* ABOUT THIS TASK *
Check each line of the entries for the string "paths". Report only how many lines have it.

* Stored data *

━━━━━━━━

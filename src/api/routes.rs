//! Application route configuration.

use axum::{
    extract::State,
    http::{header, HeaderValue, Method, StatusCode},
    response::Json,
    routing::get,
    Router,
};
use chrono::{DateTime, Utc};
use serde::Serialize;
use tower_http::cors::{AllowOrigin, CorsLayer};
use tower_http::trace::TraceLayer;
use utoipa::OpenApi;
use utoipa_swagger_ui::SwaggerUi;

use super::handlers::{auth_routes, community_routes, relief_routes, user_routes};
use super::openapi::ApiDoc;
use super::AppState;
use crate::config::MSG_SERVER_RUNNING;

/// Create the application router with all routes configured
pub fn create_router(state: AppState, cors_origins: &[String]) -> Router {
    let api = Router::new()
        .merge(auth_routes())
        .merge(user_routes())
        .merge(relief_routes())
        .merge(community_routes());

    Router::new()
        .route("/", get(root))
        .route("/health", get(health))
        // OpenAPI Swagger UI documentation
        .merge(SwaggerUi::new("/swagger-ui").url("/api-docs/openapi.json", ApiDoc::openapi()))
        .nest("/api/v1", api)
        // Global middleware
        .layer(cors_layer(cors_origins))
        .layer(TraceLayer::new_for_http())
        .with_state(state)
}

/// CORS restricted to the configured origins
fn cors_layer(origins: &[String]) -> CorsLayer {
    let allowed: Vec<HeaderValue> = origins
        .iter()
        .filter_map(|origin| match HeaderValue::from_str(origin) {
            Ok(value) => Some(value),
            Err(_) => {
                tracing::warn!(%origin, "Ignoring invalid CORS origin");
                None
            }
        })
        .collect();

    CorsLayer::new()
        .allow_origin(AllowOrigin::list(allowed))
        .allow_methods([Method::GET, Method::POST, Method::PUT, Method::DELETE])
        .allow_headers([header::CONTENT_TYPE, header::AUTHORIZATION])
        .allow_credentials(true)
}

#[derive(Serialize)]
struct RootResponse {
    message: &'static str,
    timestamp: DateTime<Utc>,
}

/// Root endpoint
async fn root() -> Json<RootResponse> {
    Json(RootResponse {
        message: MSG_SERVER_RUNNING,
        timestamp: Utc::now(),
    })
}

/// Health check response
#[derive(Serialize)]
struct HealthResponse {
    status: &'static str,
    database: ServiceStatus,
}

/// Service status
#[derive(Serialize)]
struct ServiceStatus {
    status: &'static str,
    #[serde(skip_serializing_if = "Option::is_none")]
    error: Option<String>,
}

/// Health check endpoint with database connectivity check
async fn health(State(state): State<AppState>) -> (StatusCode, Json<HealthResponse>) {
    match state.store.ping().await {
        Ok(()) => (
            StatusCode::OK,
            Json(HealthResponse {
                status: "healthy",
                database: ServiceStatus {
                    status: "healthy",
                    error: None,
                },
            }),
        ),
        Err(e) => {
            tracing::warn!(error = %e, "Health check failed");
            (
                StatusCode::SERVICE_UNAVAILABLE,
                Json(HealthResponse {
                    status: "unhealthy",
                    database: ServiceStatus {
                        status: "unhealthy",
                        error: Some(e.to_string()),
                    },
                }),
            )
        }
    }
}
//! OpenAPI documentation configuration.
//!
//! Provides Swagger UI for API exploration and testing.

use utoipa::OpenApi;

use crate::api::handlers::{auth_handler, community_handler, relief_handler, user_handler};
use crate::domain::{
    Comment, ContactMessage, Donation, NewComment, NewContactMessage, NewDonation, NewReliefGood,
    NewSubscription, NewSupply, NewTestimonial, NewVolunteer, NewsletterSubscription, ReliefGood,
    Supply, Testimonial, UserResponse, UserRole, Volunteer,
};
use crate::types::{ErrorBody, MessageResponse};

/// OpenAPI documentation for the Relief API
#[derive(OpenApi)]
#[openapi(
    info(
        title = "Relief API",
        version = "0.1.0",
        description = "Backend for a relief-goods donation platform: accounts, catalog, donations, supply posts and community submissions",
        license(name = "MIT", url = "https://opensource.org/licenses/MIT")
    ),
    servers(
        (url = "http://localhost:5000", description = "Local development server")
    ),
    paths(
        // Authentication
        auth_handler::register,
        auth_handler::login,
        // Users
        user_handler::list_users,
        // Relief
        relief_handler::list_relief_goods,
        relief_handler::get_relief_good,
        relief_handler::create_donation,
        relief_handler::list_donations,
        relief_handler::create_supply,
        relief_handler::list_supplies,
        relief_handler::update_supply,
        relief_handler::delete_supply,
        // Community
        community_handler::subscribe_newsletter,
        community_handler::list_newsletter,
        community_handler::send_contact_message,
        community_handler::list_contact_messages,
        community_handler::add_testimonial,
        community_handler::list_testimonials,
        community_handler::register_volunteer,
        community_handler::list_volunteers,
        community_handler::post_comment,
        community_handler::list_comments,
    ),
    components(
        schemas(
            // Shared bodies
            MessageResponse,
            ErrorBody,
            // Auth types
            auth_handler::RegisterRequest,
            auth_handler::LoginRequest,
            auth_handler::LoginResponse,
            UserRole,
            UserResponse,
            // Relief documents
            NewReliefGood,
            ReliefGood,
            NewDonation,
            Donation,
            NewSupply,
            Supply,
            // Community documents
            NewSubscription,
            NewsletterSubscription,
            NewContactMessage,
            ContactMessage,
            NewTestimonial,
            Testimonial,
            NewVolunteer,
            Volunteer,
            NewComment,
            Comment,
        )
    ),
    tags(
        (name = "Authentication", description = "User registration and login"),
        (name = "Users", description = "Registered accounts"),
        (name = "Relief", description = "Relief goods catalog, donations and supply posts"),
        (name = "Community", description = "Newsletter, contact, testimonials, volunteers and comments")
    )
)]
pub struct ApiDoc;

#[cfg(test)]
mod tests {
    use super::*;

    #[test]
    fn test_every_route_documented() {
        let doc = ApiDoc::openapi();
        for path in [
            "/api/v1/register",
            "/api/v1/login",
            "/api/v1/users",
            "/api/v1/all-relief-goods/{id}",
            "/api/v1/supply/{id}",
            "/api/v1/newsletter",
            "/api/v1/contact-us",
            "/api/v1/comment",
        ] {
            assert!(doc.paths.paths.contains_key(path), "missing {}", path);
        }
    }
}
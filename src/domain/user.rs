//! User domain entity and related types.

use chrono::{DateTime, Utc};
use serde::{Deserialize, Serialize};
use utoipa::ToSchema;
use uuid::Uuid;

use crate::config::{ROLE_ADMIN, ROLE_USER};

/// User roles enumeration
#[derive(Debug, Clone, PartialEq, Eq, Serialize, Deserialize, ToSchema)]
#[serde(rename_all = "lowercase")]
pub enum UserRole {
    User,
    Admin,
}

impl UserRole {
    /// Check if this role has admin privileges
    pub fn is_admin(&self) -> bool {
        matches!(self, UserRole::Admin)
    }
}

impl From<&str> for UserRole {
    fn from(s: &str) -> Self {
        match s {
            ROLE_ADMIN => UserRole::Admin,
            _ => UserRole::User,
        }
    }
}

impl std::fmt::Display for UserRole {
    fn fmt(&self, f: &mut std::fmt::Formatter<'_>) -> std::fmt::Result {
        match self {
            UserRole::Admin => write!(f, "{}", ROLE_ADMIN),
            UserRole::User => write!(f, "{}", ROLE_USER),
        }
    }
}

/// Registered account as held by the credential store.
#[derive(Debug, Clone, Serialize, Deserialize)]
pub struct User {
    pub id: Uuid,
    pub email: String,
    #[serde(skip_serializing)]
    pub password_hash: String,
    pub name: String,
    pub role: UserRole,
    pub created_at: DateTime<Utc>,
}

impl User {
    /// Check if user has admin role
    pub fn is_admin(&self) -> bool {
        self.role.is_admin()
    }
}

/// Account record handed to the credential store on registration.
///
/// The password is already hashed by the time one of these exists.
#[derive(Debug, Clone)]
pub struct NewUser {
    pub email: String,
    pub name: String,
    pub password_hash: String,
    pub role: UserRole,
}

/// User response (safe to return to client)
#[derive(Debug, Clone, Serialize, ToSchema)]
pub struct UserResponse {
    /// Unique user identifier
    #[schema(example = "550e8400-e29b-41d4-a716-446655440000")]
    pub id: Uuid,
    /// User email address
    #[schema(example = "a@x.com")]
    pub email: String,
    /// User display name
    #[schema(example = "Ana")]
    pub name: String,
    /// User role
    #[schema(example = "user")]
    pub role: String,
    /// Account creation timestamp
    pub created_at: DateTime<Utc>,
}

impl From<User> for UserResponse {
    fn from(user: User) -> Self {
        Self {
            id: user.id,
            email: user.email,
            name: user.name,
            role: user.role.to_string(),
            created_at: user.created_at,
        }
    }
}

#[cfg(test)]
mod tests {
    use super::*;

    #[test]
    fn test_role_round_trips_through_strings() {
        assert_eq!(UserRole::from("admin"), UserRole::Admin);
        assert_eq!(UserRole::from("user"), UserRole::User);
        assert_eq!(UserRole::from("moderator"), UserRole::User);
        assert_eq!(UserRole::Admin.to_string(), "admin");
    }

    #[test]
    fn test_user_serialization_skips_hash() {
        let user = User {
            id: Uuid::new_v4(),
            email: "a@x.com".into(),
            password_hash: "$2b$10$secret".into(),
            name: "Ana".into(),
            role: UserRole::User,
            created_at: Utc::now(),
        };

        let json = serde_json::to_string(&user).unwrap();
        assert!(!json.contains("secret"));
        assert!(json.contains("a@x.com"));
    }
}
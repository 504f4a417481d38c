//! SeaORM entity definitions
//!
//! These are database-specific entities separate from domain models.

pub mod comment;
pub mod contact_message;
pub mod donation;
pub mod newsletter_subscription;
pub mod relief_good;
pub mod supply;
pub mod testimonial;
pub mod user;
pub mod volunteer;
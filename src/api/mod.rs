//! API layer - HTTP handlers and routing
//!
//! This module contains all HTTP-related concerns:
//! - Request handlers
//! - Custom extractors
//! - Route definitions and global layers (CORS, tracing)

pub mod extractors;
pub mod handlers;
pub mod openapi;
pub mod routes;
pub mod state;

pub use openapi::ApiDoc;
pub use routes::create_router;
pub use state::AppState;
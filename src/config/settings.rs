//! Application settings loaded from environment variables.

use std::env;
use std::time::Duration;

use super::constants::{
    DEFAULT_BCRYPT_COST, DEFAULT_CORS_ORIGINS, DEFAULT_DATABASE_URL, DEFAULT_DB_MAX_CONNECTIONS,
    DEFAULT_SERVER_HOST, DEFAULT_SERVER_PORT, DEFAULT_STORE_TIMEOUT_SECONDS,
    DEFAULT_TOKEN_TTL_SECONDS, DEV_JWT_SECRET, MAX_BCRYPT_COST, MAX_TOKEN_TTL_SECONDS,
    MIN_BCRYPT_COST, MIN_JWT_SECRET_LENGTH,
};
use crate::domain::PasswordScheme;
use crate::errors::{AppError, AppResult};

/// Application configuration
#[derive(Clone)]
pub struct Config {
    pub database_url: String,
    pub db_max_connections: u32,
    pub store_timeout: Duration,
    jwt_secret: String,
    pub token_ttl_seconds: i64,
    pub password_scheme: PasswordScheme,
    pub server_host: String,
    pub server_port: u16,
    pub cors_origins: Vec<String>,
}

impl std::fmt::Debug for Config {
    fn fmt(&self, f: &mut std::fmt::Formatter<'_>) -> std::fmt::Result {
        f.debug_struct("Config")
            .field("database_url", &"[REDACTED]")
            .field("db_max_connections", &self.db_max_connections)
            .field("store_timeout", &self.store_timeout)
            .field("jwt_secret", &"[REDACTED]")
            .field("token_ttl_seconds", &self.token_ttl_seconds)
            .field("password_scheme", &self.password_scheme)
            .field("server_host", &self.server_host)
            .field("server_port", &self.server_port)
            .field("cors_origins", &self.cors_origins)
            .finish()
    }
}

impl Config {
    /// Build a configuration with defaults and the given signing secret.
    ///
    /// # Errors
    /// Returns a configuration error if the secret is shorter than
    /// [`MIN_JWT_SECRET_LENGTH`].
    pub fn with_jwt_secret(jwt_secret: impl Into<String>) -> AppResult<Self> {
        let jwt_secret = jwt_secret.into();
        if jwt_secret.len() < MIN_JWT_SECRET_LENGTH {
            return Err(AppError::config(format!(
                "JWT_SECRET must be at least {} characters long",
                MIN_JWT_SECRET_LENGTH
            )));
        }

        Ok(Self {
            database_url: DEFAULT_DATABASE_URL.to_string(),
            db_max_connections: DEFAULT_DB_MAX_CONNECTIONS,
            store_timeout: Duration::from_secs(DEFAULT_STORE_TIMEOUT_SECONDS),
            jwt_secret,
            token_ttl_seconds: DEFAULT_TOKEN_TTL_SECONDS,
            password_scheme: PasswordScheme::Bcrypt {
                cost: DEFAULT_BCRYPT_COST,
            },
            server_host: DEFAULT_SERVER_HOST.to_string(),
            server_port: DEFAULT_SERVER_PORT,
            cors_origins: DEFAULT_CORS_ORIGINS.iter().map(|o| o.to_string()).collect(),
        })
    }

    /// Load configuration from the environment (and `.env`, if present).
    ///
    /// # Errors
    /// Fails if `JWT_SECRET` is missing in a release build, too short, or if
    /// any numeric or enumerated variable cannot be parsed.
    pub fn from_env() -> AppResult<Self> {
        dotenvy::dotenv().ok();

        let jwt_secret = match env::var("JWT_SECRET") {
            Ok(secret) => secret,
            Err(_) if cfg!(debug_assertions) => {
                tracing::warn!("JWT_SECRET not set, using insecure default for development");
                DEV_JWT_SECRET.to_string()
            }
            Err(_) => {
                return Err(AppError::config(
                    "JWT_SECRET environment variable must be set in production",
                ))
            }
        };

        let mut config = Self::with_jwt_secret(jwt_secret)?;

        if let Ok(url) = env::var("DATABASE_URL") {
            config.database_url = url;
        }
        if let Some(max) = parse_var::<u32>("DB_MAX_CONNECTIONS")? {
            config.db_max_connections = max.max(1);
        }
        if let Some(secs) = parse_var::<u64>("STORE_TIMEOUT_SECONDS")? {
            config.store_timeout = Duration::from_secs(secs.max(1));
        }
        if let Ok(raw) = env::var("EXPIRES_IN") {
            config.token_ttl_seconds = parse_expires_in(&raw).ok_or_else(|| {
                AppError::config(format!("EXPIRES_IN has an invalid value: {:?}", raw))
            })?;
        }
        config.password_scheme = password_scheme_from_env()?;
        if let Ok(host) = env::var("SERVER_HOST") {
            config.server_host = host;
        }
        if let Some(port) = parse_var::<u16>("PORT")? {
            config.server_port = port;
        }
        if let Ok(origins) = env::var("CORS_ORIGINS") {
            config.cors_origins = origins
                .split(',')
                .map(str::trim)
                .filter(|o| !o.is_empty())
                .map(String::from)
                .collect();
        }

        Ok(config)
    }

    /// Get JWT secret bytes for token signing.
    pub fn jwt_secret_bytes(&self) -> &[u8] {
        self.jwt_secret.as_bytes()
    }

    /// Get the full server address.
    pub fn server_addr(&self) -> String {
        format!("{}:{}", self.server_host, self.server_port)
    }
}

fn parse_var<T: std::str::FromStr>(name: &str) -> AppResult<Option<T>> {
    match env::var(name) {
        Ok(raw) => raw
            .trim()
            .parse()
            .map(Some)
            .map_err(|_| AppError::config(format!("{} has an invalid value: {:?}", name, raw))),
        Err(_) => Ok(None),
    }
}

fn password_scheme_from_env() -> AppResult<PasswordScheme> {
    let cost = parse_var::<u32>("BCRYPT_COST")?.unwrap_or(DEFAULT_BCRYPT_COST);
    if !(MIN_BCRYPT_COST..=MAX_BCRYPT_COST).contains(&cost) {
        return Err(AppError::config(format!(
            "BCRYPT_COST must be between {} and {}",
            MIN_BCRYPT_COST, MAX_BCRYPT_COST
        )));
    }

    match env::var("PASSWORD_HASHER").as_deref() {
        Err(_) | Ok("bcrypt") => Ok(PasswordScheme::Bcrypt { cost }),
        Ok("argon2") => Ok(PasswordScheme::Argon2),
        Ok(other) => Err(AppError::config(format!(
            "PASSWORD_HASHER must be \"bcrypt\" or \"argon2\", got {:?}",
            other
        ))),
    }
}

/// Parse a token lifetime such as `90`, `45s`, `30m`, `12h` or `7d` into seconds.
///
/// Zero, negative and anything past [`MAX_TOKEN_TTL_SECONDS`] yield `None`.
pub fn parse_expires_in(raw: &str) -> Option<i64> {
    let raw = raw.trim();
    let (digits, unit) = match raw.char_indices().last()? {
        (idx, c) if c.is_ascii_alphabetic() => (&raw[..idx], c),
        _ => (raw, 's'),
    };

    let value: i64 = digits.trim().parse().ok()?;
    let multiplier = match unit {
        's' => 1,
        'm' => 60,
        'h' => 3_600,
        'd' => 86_400,
        _ => return None,
    };

    value
        .checked_mul(multiplier)
        .filter(|secs| (1..=MAX_TOKEN_TTL_SECONDS).contains(secs))
}

#[cfg(test)]
mod tests {
    use super::*;

    #[test]
    fn test_parse_expires_in_units() {
        assert_eq!(parse_expires_in("90"), Some(90));
        assert_eq!(parse_expires_in("45s"), Some(45));
        assert_eq!(parse_expires_in("30m"), Some(1_800));
        assert_eq!(parse_expires_in("12h"), Some(43_200));
        assert_eq!(parse_expires_in("1d"), Some(86_400));
    }

    #[test]
    fn test_parse_expires_in_rejects_garbage() {
        assert_eq!(parse_expires_in(""), None);
        assert_eq!(parse_expires_in("d"), None);
        assert_eq!(parse_expires_in("10w"), None);
        assert_eq!(parse_expires_in("0h"), None);
        assert_eq!(parse_expires_in("-5m"), None);
    }

    #[test]
    fn test_parse_expires_in_caps_lifetime() {
        assert_eq!(parse_expires_in("3650d"), Some(MAX_TOKEN_TTL_SECONDS));
        assert_eq!(parse_expires_in("3651d"), None);
        assert_eq!(parse_expires_in("9000000000000000"), None);
        assert_eq!(parse_expires_in("99999999999999999999d"), None);
    }

    #[test]
    fn test_short_secret_rejected() {
        let result = Config::with_jwt_secret("too-short");
        assert!(matches!(result, Err(AppError::Config(_))));
    }

    #[test]
    fn test_debug_redacts_secret() {
        let config = Config::with_jwt_secret("a-very-long-secret-value-for-tests-only").unwrap();
        let rendered = format!("{:?}", config);
        assert!(!rendered.contains("a-very-long-secret"));
        assert!(rendered.contains("[REDACTED]"));
    }

    #[test]
    fn test_defaults_match_reference_cost() {
        let config = Config::with_jwt_secret("a-very-long-secret-value-for-tests-only").unwrap();
        assert_eq!(config.password_scheme, PasswordScheme::Bcrypt { cost: 10 });
        assert_eq!(config.server_port, 5000);
        assert_eq!(config.token_ttl_seconds, 86_400);
    }
}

━━━━━━━━

* REPLY TO THE TASK *
2